>>>>>

#![no_main]
use bmp2raw::{ConvertRequest, Limits, Rotation};
use libfuzzer_sys::fuzz_target;

fuzz_target!(|data: &[u8]| {
    let limits = Limits {
        max_pixels: Some(1 << 20),
        ..Default::default()
    };
    let convert = |rotation| {
        ConvertRequest::new(data)
            .rotation(rotation)
            .limits(&limits)
            .convert(enough::Unstoppable)
    };

    let Ok(upright) = convert(Rotation::None) else {
        return;
    };
    assert_eq!(
        upright.pixels().len(),
        upright.width as usize * upright.height as usize
    );

    // A half turn reverses the row-major stream
    let half = convert(Rotation::Rotate180).expect("half turn of a decodable image");
    let mut reversed = upright.pixels().to_vec();
    reversed.reverse();
    assert_eq!(half.pixels(), reversed.as_slice());

    // Quarter turns swap the axes and mirror each other
    let cw = convert(Rotation::Rotate90).expect("quarter turn of a decodable image");
    let ccw = convert(Rotation::Rotate270).expect("quarter turn of a decodable image");
    assert_eq!((cw.width, cw.height), (upright.height, upright.width));
    let mut mirrored = cw.pixels().to_vec();
    mirrored.reverse();
    assert_eq!(ccw.pixels(), mirrored.as_slice());
});
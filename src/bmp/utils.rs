//! Channel scaling helpers for packed 16 bpp samples.
//!
//! The bit-replication tables and `shift_signed` are forked from zune-bmp
//! 0.5.2 by Caleb Etemesi (MIT/Apache-2.0/Zlib).

/// Rescale an `n`-bit channel value to 0–255 as `value * 255 / max`.
#[inline]
pub(crate) fn rescale(value: u16, max: u16) -> u8 {
    (u32::from(value) * 255 / u32::from(max)) as u8
}

/// Bit-replication multipliers for converting N-bit values to 8-bit.
const MUL_TABLE: [u32; 9] = [
    0,    // 0 bits
    0xff, // 1 bit:  0b11111111
    0x55, // 2 bits: 0b01010101
    0x49, // 3 bits: 0b01001001
    0x11, // 4 bits: 0b00010001
    0x21, // 5 bits: 0b00100001
    0x41, // 6 bits: 0b01000001
    0x81, // 7 bits: 0b10000001
    0x01, // 8 bits: 0b00000001
];

const SHIFT_TABLE: [i32; 9] = [0, 0, 0, 1, 0, 2, 4, 6, 0];

/// Shift that moves the top bit of `mask` to bit 7.
#[inline]
pub(crate) fn mask_shift(mask: u32) -> i32 {
    (32 - mask.leading_zeros() as i32) - 8
}

/// Extract and scale a masked field to 8-bit range.
///
/// `v` is the sample already ANDed with the mask, `shift` comes from
/// [`mask_shift`] and `bits` is the mask's popcount.
#[inline]
pub(crate) fn shift_signed(mut v: u32, shift: i32, bits: u32) -> u32 {
    if shift < 0 {
        v <<= -shift;
    } else {
        v >>= shift;
    }
    let bits = bits.min(8);
    if bits == 0 {
        return 0;
    }
    v >>= 8 - bits;
    (v.wrapping_mul(MUL_TABLE[bits as usize])) >> SHIFT_TABLE[bits as usize]
}
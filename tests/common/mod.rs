//! BMP fixture builder shared by the integration tests.

#![allow(dead_code)]

/// Builds an uncompressed BMP in memory.
///
/// Rows are given in storage order (the first row is the bottom of the
/// image when `height > 0`) and are zero-padded to the 4-byte stride.
pub struct BmpFixture {
    pub width: i32,
    pub height: i32,
    pub bit_count: u16,
    pub header_size: u32,
    pub compression: u32,
    /// Raw palette-region bytes (color entries or mask words).
    pub palette: Vec<u8>,
    pub rows: Vec<Vec<u8>>,
    /// Overrides `biSizeImage`.
    pub image_size: Option<u32>,
}

impl BmpFixture {
    pub fn new(width: i32, height: i32, bit_count: u16) -> Self {
        Self {
            width,
            height,
            bit_count,
            header_size: 40,
            compression: 0,
            palette: Vec::new(),
            rows: Vec::new(),
            image_size: None,
        }
    }

    /// Palette from `(r, g, b)` triples.
    pub fn palette(mut self, colors: &[(u8, u8, u8)]) -> Self {
        self.palette = colors.iter().flat_map(|&(r, g, b)| [b, g, r, 0]).collect();
        self
    }

    /// Raw bytes for the palette region.
    pub fn palette_bytes(mut self, bytes: &[u8]) -> Self {
        self.palette = bytes.to_vec();
        self
    }

    pub fn rows(mut self, rows: &[&[u8]]) -> Self {
        self.rows = rows.iter().map(|r| r.to_vec()).collect();
        self
    }

    pub fn stride(&self) -> usize {
        (self.width as usize * usize::from(self.bit_count)).div_ceil(32) * 4
    }

    pub fn build(&self) -> Vec<u8> {
        let stride = self.stride();
        let mut pixels = Vec::new();
        for row in &self.rows {
            let mut padded = row.clone();
            padded.resize(stride.max(row.len()), 0);
            pixels.extend_from_slice(&padded);
        }

        let headers = 14 + self.header_size.max(40) as usize;
        let off_bits = (headers + self.palette.len()) as u32;
        let file_size = off_bits + pixels.len() as u32;
        let image_size = self.image_size.unwrap_or(pixels.len() as u32);

        let mut out = Vec::with_capacity(file_size as usize);
        out.extend_from_slice(b"BM");
        out.extend_from_slice(&file_size.to_le_bytes());
        out.extend_from_slice(&0u32.to_le_bytes());
        out.extend_from_slice(&off_bits.to_le_bytes());

        out.extend_from_slice(&self.header_size.to_le_bytes());
        out.extend_from_slice(&self.width.to_le_bytes());
        out.extend_from_slice(&self.height.to_le_bytes());
        out.extend_from_slice(&1u16.to_le_bytes());
        out.extend_from_slice(&self.bit_count.to_le_bytes());
        out.extend_from_slice(&self.compression.to_le_bytes());
        out.extend_from_slice(&image_size.to_le_bytes());
        out.extend_from_slice(&2835i32.to_le_bytes());
        out.extend_from_slice(&2835i32.to_le_bytes());
        out.extend_from_slice(&0u32.to_le_bytes());
        out.extend_from_slice(&0u32.to_le_bytes());
        // V4/V5 tail
        out.resize(headers, 0);

        out.extend_from_slice(&self.palette);
        out.extend_from_slice(&pixels);
        out
    }
}

/// One 24 bpp row from `(r, g, b)` pixels.
pub fn bgr_row(pixels: &[(u8, u8, u8)]) -> Vec<u8> {
    pixels.iter().flat_map(|&(r, g, b)| [b, g, r]).collect()
}

/// A 24 bpp image where the pixel at display `(row, col)` is
/// `(row, col, 0x80)`, stored in the order `height`'s sign implies.
pub fn labelled_24bpp(width: usize, height: i32) -> Vec<u8> {
    let rows = height.unsigned_abs() as usize;
    let display: Vec<Vec<u8>> = (0..rows)
        .map(|r| {
            let px: Vec<_> = (0..width).map(|c| (r as u8, c as u8, 0x80)).collect();
            bgr_row(&px)
        })
        .collect();
    let stored: Vec<&[u8]> = if height > 0 {
        display.iter().rev().map(|r| r.as_slice()).collect()
    } else {
        display.iter().map(|r| r.as_slice()).collect()
    };
    BmpFixture::new(width as i32, height, 24).rows(&stored).build()
}
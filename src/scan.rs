//! Row-major scan over the emitted grid.

use core::iter::FusedIterator;

use crate::bmp::{BmpImage, PixelDecoder};
use crate::error::BitmapError;
use crate::geometry::Geometry;
use crate::pixel::DecodedPixel;
use crate::rotate::{Rotation, map_coordinate};

/// Lazy row-major sequence of decoded pixels over the (clipped, rotated)
/// output grid.
///
/// Each output cell is mapped back to its source cell, the source row is
/// resolved against the file's storage order and the pixel is decoded on
/// demand. The first error is yielded once, after which the iterator is
/// exhausted.
pub struct Pixels<'a> {
    image: &'a BmpImage<'a>,
    decoder: PixelDecoder<'a>,
    window: Geometry,
    rotation: Rotation,
    out_rows: usize,
    out_cols: usize,
    row: usize,
    col: usize,
    done: bool,
}

impl<'a> Pixels<'a> {
    pub(crate) fn new(image: &'a BmpImage<'a>, window: Geometry, rotation: Rotation) -> Self {
        let (out_rows, out_cols) = window.output_dims(rotation);
        Self {
            image,
            decoder: image.decoder(),
            window,
            rotation,
            out_rows,
            out_cols,
            row: 0,
            col: 0,
            done: out_rows == 0 || out_cols == 0,
        }
    }

    /// `(rows, cols)` of the emitted grid.
    pub fn output_dims(&self) -> (usize, usize) {
        (self.out_rows, self.out_cols)
    }

    /// Output row of the next pixel.
    pub fn current_row(&self) -> usize {
        self.row
    }

    fn decode_at(&self, out_row: usize, out_col: usize) -> Result<DecodedPixel, BitmapError> {
        let (src_row, src_col) = map_coordinate(
            out_row,
            out_col,
            self.rotation,
            self.window.rows,
            self.window.cols,
        );
        let row = self.image.row(self.image.stored_row(src_row))?;
        self.decoder.decode(row, src_col)
    }

    fn remaining(&self) -> usize {
        if self.done {
            return 0;
        }
        (self.out_rows - self.row) * self.out_cols - self.col
    }
}

impl Iterator for Pixels<'_> {
    type Item = Result<DecodedPixel, BitmapError>;

    fn next(&mut self) -> Option<Self::Item> {
        if self.done {
            return None;
        }
        if self.col == 0 {
            log::trace!("output row {}/{}", self.row, self.out_rows);
        }

        let result = self.decode_at(self.row, self.col);

        self.col += 1;
        if self.col == self.out_cols {
            self.col = 0;
            self.row += 1;
        }
        if self.row == self.out_rows || result.is_err() {
            self.done = true;
        }
        Some(result)
    }

    fn size_hint(&self) -> (usize, Option<usize>) {
        // An error can end the scan early.
        (0, Some(self.remaining()))
    }
}

impl FusedIterator for Pixels<'_> {}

<<<<<

Please output only the lines from the first line of the entries through the line with "reversed.reverse();", both included, exactly as written.

FINAL ANSWER:
#![no_main]
use bmp2raw::{ConvertRequest, Limits, Rotation};
use libfuzzer_sys::fuzz_target;

fuzz_target!(|data: &[u8]| {
    let limits = Limits {
        max_pixels: Some(1 << 20),
        ..Default::default()
    };
    let convert = |rotation| {
        ConvertRequest::new(data)
            .rotation(rotation)
            .limits(&limits)
            .convert(enough::Unstoppable)
    };

    let Ok(upright) = convert(Rotation::None) else {
        return;
    };
    assert_eq!(
        upright.pixels().len(),
        upright.width as usize * upright.height as usize
    );

    // A half turn reverses the row-major stream
    let half = convert(Rotation::Rotate180).expect("half turn of a decodable image");
    let mut reversed = upright.pixels().to_vec();
    reversed.reverse();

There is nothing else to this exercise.